Note to space games: I don't like that AI characters can just start talking to you while you're flying around, especially space pirates. As soon as one shows up, they start speaking directly into your cockpit. How do they have my phone number? Shouldn't I at least have the chance to screen the call before answering? I don't need to listen to AI space pirates because I already know what they're gonna say. "Eaaaasy pickings," or something wry like that. "Well, well, look who wandered into the wrong asteroid field." That kinda crap. I don't need to hear that, and I don't think they shouldn't be able to just start speaking directly into my space phone.
Still, I get to fight pirates! Real spaceship stuff! I do pretty well despite not really knowing what I'm doing. I'm also pleased to see one pirate, fleeing my wimpy lasers, fly his ship at top speed directly toward an asteroid, donk into it, and go spinning off. Ha ha, loser! That's like something I would do!
In fact, it's exactly like something I would do, because I do it a moment later. I donk right off the same asteroid. I also donk into that pirate, and later, donk into another pirate. I do manage to blow up the pirates, though, both fun and satisfying, and I even almost complete my assignment, which is to locate a mysterious signal and find out what it is. I get very close to the origin of the signal, but during the pirate fight one of the wings of my ship was destroyed and since I predictably wind up donking into the source of the signal, my ship winds up exploding again.

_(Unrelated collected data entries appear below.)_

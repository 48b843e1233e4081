/*
 * session_integration.rs
 * Copyright (C) 2026 Chris Burdess
 *
 * Integration tests for the submission driver: a scripted SMTP server on an
 * ephemeral local port exercises the full conversation (greeting, EHLO,
 * AUTH, envelope, dot-stuffed DATA, QUIT) through submit_message.
 *
 * Run with:
 *   cargo test --test session_integration -- --nocapture
 */

use tokio::io::{AsyncBufReadExt, AsyncWriteExt, BufReader};
use tokio::net::TcpListener;

use postino::{submit_message, AuthCredentials, Envelope, SmtpError, SmtpOptions};

/// What the scripted server observed.
struct ServerRecord {
    commands: Vec<String>,
    data: String,
}

/// Serve exactly one session. Recipients in `reject` get 550; the message
/// body gets 554 when `reject_body` is set.
async fn serve_one(
    listener: TcpListener,
    reject: Vec<String>,
    reject_body: bool,
) -> ServerRecord {
    let (stream, _) = listener.accept().await.expect("accept");
    let (read_half, mut write_half) = stream.into_split();
    let mut reader = BufReader::new(read_half);
    let mut commands = Vec::new();
    let mut data = String::new();

    write_half
        .write_all(b"220 postino.test ESMTP\r\n")
        .await
        .expect("greeting");

    let mut line = String::new();
    loop {
        line.clear();
        if reader.read_line(&mut line).await.expect("read command") == 0 {
            break;
        }
        let cmd = line.trim_end().to_string();
        commands.push(cmd.clone());
        let verb = cmd.split(' ').next().unwrap_or("").to_uppercase();
        match verb.as_str() {
            "EHLO" => {
                write_half
                    .write_all(b"250-postino.test\r\n250-AUTH PLAIN LOGIN\r\n250 SIZE 10240000\r\n")
                    .await
                    .expect("ehlo reply");
            }
            "AUTH" => {
                write_half
                    .write_all(b"235 2.7.0 accepted\r\n")
                    .await
                    .expect("auth reply");
            }
            "MAIL" => {
                write_half
                    .write_all(b"250 2.1.0 sender ok\r\n")
                    .await
                    .expect("mail reply");
            }
            "RCPT" => {
                let addr = cmd
                    .trim_start_matches("RCPT TO:<")
                    .trim_end_matches('>')
                    .to_string();
                let reply: &[u8] = if reject.contains(&addr) {
                    b"550 5.1.1 no such user\r\n"
                } else {
                    b"250 2.1.5 recipient ok\r\n"
                };
                write_half.write_all(reply).await.expect("rcpt reply");
            }
            "DATA" => {
                write_half
                    .write_all(b"354 end data with <CRLF>.<CRLF>\r\n")
                    .await
                    .expect("data reply");
                loop {
                    line.clear();
                    if reader.read_line(&mut line).await.expect("read data") == 0 {
                        break;
                    }
                    if line.trim_end() == "." {
                        break;
                    }
                    data.push_str(&line);
                }
                let reply: &[u8] = if reject_body {
                    b"554 5.6.0 content rejected\r\n"
                } else {
                    b"250 2.0.0 queued\r\n"
                };
                write_half.write_all(reply).await.expect("final reply");
            }
            "QUIT" => {
                write_half.write_all(b"221 2.0.0 bye\r\n").await.expect("quit reply");
                break;
            }
            _ => {
                write_half
                    .write_all(b"500 5.5.1 unrecognized\r\n")
                    .await
                    .expect("error reply");
            }
        }
    }

    ServerRecord { commands, data }
}

#[tokio::test]
async fn submits_message_and_reports_rejected_recipients() {
    let listener = TcpListener::bind("127.0.0.1:0").await.expect("bind");
    let port = listener.local_addr().expect("addr").port();
    let server = tokio::spawn(serve_one(
        listener,
        vec!["nobody@example.org".to_string()],
        false,
    ));

    let options = SmtpOptions {
        name: "client.test".to_string(),
        auth: Some(AuthCredentials::password("abc", "def")),
        ..SmtpOptions::default()
    };
    let envelope = Envelope::new(
        "sender@example.org",
        vec!["nobody@example.org".into(), "friend@example.org".into()],
    );
    let message = b"Subject: test\r\n\r\n.leading dot line\r\nplain line\r\n";

    let failed = submit_message("127.0.0.1", port, options, envelope, message)
        .await
        .expect("submission succeeds");
    assert_eq!(failed, ["nobody@example.org"]);

    let record = server.await.expect("server task");
    assert!(record.commands.contains(&"EHLO client.test".to_string()));
    assert!(record
        .commands
        .contains(&"AUTH PLAIN AGFiYwBkZWY=".to_string()));
    assert!(record.commands.contains(&"QUIT".to_string()));
    // The leading dot reached the server stuffed; the terminator did not
    // leak into the stored body.
    assert!(record.data.contains("..leading dot line\r\n"));
    assert!(record.data.contains("plain line\r\n"));
    assert!(!record.data.contains("\r\n.\r\n"));
}

#[tokio::test]
async fn all_recipients_rejected_fails_the_submission() {
    let listener = TcpListener::bind("127.0.0.1:0").await.expect("bind");
    let port = listener.local_addr().expect("addr").port();
    tokio::spawn(serve_one(
        listener,
        vec!["a@example.org".to_string(), "b@example.org".to_string()],
        false,
    ));

    let envelope = Envelope::new(
        "sender@example.org",
        vec!["a@example.org".into(), "b@example.org".into()],
    );
    let err = submit_message(
        "127.0.0.1",
        port,
        SmtpOptions::default(),
        envelope,
        b"Subject: x\r\n\r\nhello\r\n",
    )
    .await
    .expect_err("submission fails");
    match err {
        SmtpError::Envelope(msg) => {
            assert_eq!(msg, "Can't send mail - all recipients were rejected");
        }
        other => panic!("unexpected error: {}", other),
    }
}

#[tokio::test]
async fn rejected_body_fails_the_submission() {
    let listener = TcpListener::bind("127.0.0.1:0").await.expect("bind");
    let port = listener.local_addr().expect("addr").port();
    tokio::spawn(serve_one(listener, Vec::new(), true));

    let envelope = Envelope::new("sender@example.org", vec!["friend@example.org".into()]);
    let err = submit_message(
        "127.0.0.1",
        port,
        SmtpOptions::default(),
        envelope,
        b"Subject: x\r\n\r\nhello\r\n",
    )
    .await
    .expect_err("submission fails");
    assert!(matches!(err, SmtpError::Protocol(_)));
}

I'm beginning to feel like I need a lot more practice flying before I take on any more pirate-based missions, so I decide to switch gears and see how Star Citizen fares as an FPS. I want to visit Security Post Kareah, which I saw referred to as "The FPS Station," which sounds like a good spot to shoot some guns. I aim my fourth ship at Kareah, spool up my quantum drive, and... I miss it. Somehow, I fly right by Kareah. I'm just headed deeper and deeper into space and I can't seem to shut off the quantum drive to turn around. Then, there's a boom and everything goes black.
Then everything goes not-black. I'm back in my tiny hab, slumping to the floor. The game apparently decided to teleport me back to my room so just I could watch myself die twitching on the floor. Thanks, game! Very considerate of you.
Lying inert and helpless in my tiny space cubicle is how I began playing Star Citizen, so I think that's how I'll stop. For today, anyway. Tune in next week, because I'm determined to become a better pilot, shoot some guns, and complete at least one mission. And I'm thinking about maybe buying a blue hat, too.
Despite my lack of expertise, and several glitches, I am having fun with Star Citizen so far. And it's quite a nice-looking game. Every time my ship exploded and I suffocated in space, it was very, very pretty. Just watch out for the pirates, the asteroids, and the beds.